Files
Abstract
The widespread adoption of SSDs has made ensuring stable performance difficult due to their high tail latencies, which are amplified in large systems. A promising approach to improving tail tolerance involves using machine learning to predict the latency of each request and using this information to decide whether to serve the request or fail over to a replica. Deciding whether to fail over to a replica is not as straightforward as setting a deadline for requests and then failing over if the latency is predicted to exceed the deadline (and not just because the predictions are sometimes inaccurate). To achieve the best performance, we need to consider all aspects of the system (including how many replicas are available, the cost of failing over, and the latency distribution of the workload). With this information, we can determine the expected latency of failing over to a replica and use it to decide when failing over is likely to improve performance.
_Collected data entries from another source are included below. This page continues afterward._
//! Codec adapter between the converter and the image libraries.
//!
//! Decoding goes through the `image` crate, encoding through libwebp via the
//! `webp` crate because `image` only ships a lossless WebP encoder.

use image::{DynamicImage, GenericImageView, ImageFormat, ImageReader};
use std::fmt;
use std::path::Path;
use thiserror::Error;

/// Effort used by libwebp in lossless mode (its own default).
const LOSSLESS_EFFORT: f32 = 75.0;

#[derive(Debug, Error)]
pub enum CodecError {
    #[error("I/O error: {0}")]
    Io(#[from] std::io::Error),

    #[error("{0}")]
    Image(#[from] image::ImageError),

    #[error("WebP encoder error: {0}")]
    Webp(String),
}

/// How the target file is encoded
#[derive(Debug, Clone, Copy, PartialEq, Eq)]
pub enum EncodeMode {
    /// Exact pixels, used to protect transparent edges
    Lossless,
    /// Quality 0-100, 100 being the best and largest
    Lossy { quality: u8 },
}

impl EncodeMode {
    pub fn is_lossless(&self) -> bool {
        matches!(self, EncodeMode::Lossless)
    }
}

impl fmt::Display for EncodeMode {
    fn fmt(&self, f: &mut fmt::Formatter<'_>) -> fmt::Result {
        match self {
            EncodeMode::Lossless => write!(f, "lossless"),
            EncodeMode::Lossy { quality } => write!(f, "lossy q{}", quality),
        }
    }
}

/// A decoded source image and the container format it was read from.
#[derive(Debug, Clone)]
pub struct DecodedImage {
    pub image: DynamicImage,
    pub format: Option<ImageFormat>,
}

impl DecodedImage {
    pub fn has_alpha(&self) -> bool {
        self.image.color().has_alpha()
    }
}

/// Decode/encode seam used by the converter.
pub trait ImageCodec: Send + Sync {
    fn decode(&self, path: &Path) -> Result<DecodedImage, CodecError>;

    fn encode(&self, image: &DynamicImage, mode: EncodeMode) -> Result<Vec<u8>, CodecError>;
}

/// Production codec: `image` for decoding, libwebp for encoding.
#[derive(Debug, Clone, Copy, Default)]
pub struct WebpCodec;

impl ImageCodec for WebpCodec {
    fn decode(&self, path: &Path) -> Result<DecodedImage, CodecError> {
        // Content sniffing first so a mislabelled file still decodes.
        let reader = ImageReader::open(path)?.with_guessed_format()?;
        let format = reader.format();
        let image = reader.decode()?;
        Ok(DecodedImage { image, format })
    }

    fn encode(&self, image: &DynamicImage, mode: EncodeMode) -> Result<Vec<u8>, CodecError> {
        let (width, height) = image.dimensions();
        let (lossless, quality) = match mode {
            EncodeMode::Lossless => (true, LOSSLESS_EFFORT),
            EncodeMode::Lossy { quality } => (false, f32::from(quality)),
        };

        let memory = if image.color().has_alpha() {
            let rgba = image.to_rgba8();
            webp::Encoder::from_rgba(rgba.as_raw(), width, height)
                .encode_simple(lossless, quality)
                .map_err(|e| CodecError::Webp(format!("{:?}", e)))?
                .to_vec()
        } else {
            let rgb = image.to_rgb8();
            webp::Encoder::from_rgb(rgb.as_raw(), width, height)
                .encode_simple(lossless, quality)
                .map_err(|e| CodecError::Webp(format!("{:?}", e)))?
                .to_vec()
        };

        Ok(memory)
    }
}

#[cfg(test)]
mod tests {
    use super::*;
    use image::{Rgb, RgbImage, Rgba, RgbaImage};
    use tempfile::TempDir;

    fn opaque_image() -> DynamicImage {
        DynamicImage::ImageRgb8(RgbImage::from_fn(32, 32, |x, y| {
            Rgb([(x * 8) as u8, (y * 8) as u8, 128])
        }))
    }

    fn transparent_image() -> DynamicImage {
        DynamicImage::ImageRgba8(RgbaImage::from_fn(32, 32, |x, y| {
            Rgba([255, (x * 8) as u8, (y * 8) as u8, if x < 16 { 96 } else { 255 }])
        }))
    }

    #[test]
    fn test_encode_mode_display() {
        assert_eq!(EncodeMode::Lossless.to_string(), "lossless");
        assert_eq!(EncodeMode::Lossy { quality: 80 }.to_string(), "lossy q80");
    }

    #[test]
    fn test_encode_produces_riff_webp() {
        let bytes = WebpCodec
            .encode(&opaque_image(), EncodeMode::Lossy { quality: 80 })
            .unwrap();
        assert_eq!(&bytes[0..4], b"RIFF");
        assert_eq!(&bytes[8..12], b"WEBP");
    }

    #[test]
    fn test_lossless_encode_is_deterministic() {
        let img = transparent_image();
        let first = WebpCodec.encode(&img, EncodeMode::Lossless).unwrap();
        let second = WebpCodec.encode(&img, EncodeMode::Lossless).unwrap();
        assert_eq!(first, second);
    }

    #[test]
    fn test_lossless_round_trip_preserves_pixels() {
        let img = transparent_image();
        let bytes = WebpCodec.encode(&img, EncodeMode::Lossless).unwrap();
        let decoded = image::load_from_memory_with_format(&bytes, ImageFormat::WebP).unwrap();
        assert_eq!(decoded.to_rgba8(), img.to_rgba8());
    }

    #[test]
    fn test_decode_detects_format_and_alpha() {
        let temp_dir = TempDir::new().unwrap();
        let path = temp_dir.path().join("alpha.png");
        transparent_image().save(&path).unwrap();

        let decoded = WebpCodec.decode(&path).unwrap();
        assert_eq!(decoded.format, Some(ImageFormat::Png));
        assert!(decoded.has_alpha());
    }

    #[test]
    fn test_decode_garbage_fails() {
        let temp_dir = TempDir::new().unwrap();
        let path = temp_dir.path().join("fake.jpg");
        std::fs::write(&path, b"fake image data").unwrap();

        assert!(WebpCodec.decode(&path).is_err());
    }
}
We incorporate this information into the system in two ways: by biasing the loss function of the learner to increase or decrease the predicted latencies (or for a classification problem, to increase or decrease the rate of positive or negative predictions), and by changing the threshold used to classify which requests are too slow. We find that both methods can achieve comparable performance improvements, but there is little performance benefit to combining them, suggesting that attempting to break down the problem and improve the machine learning predictions separately from tuning other aspects of the system may increase complexity unnecessarily compared to optimizing the whole system together. A holisitic approach and a deep understanding of the system is necessary to providing the best performance while minimizing system complexity.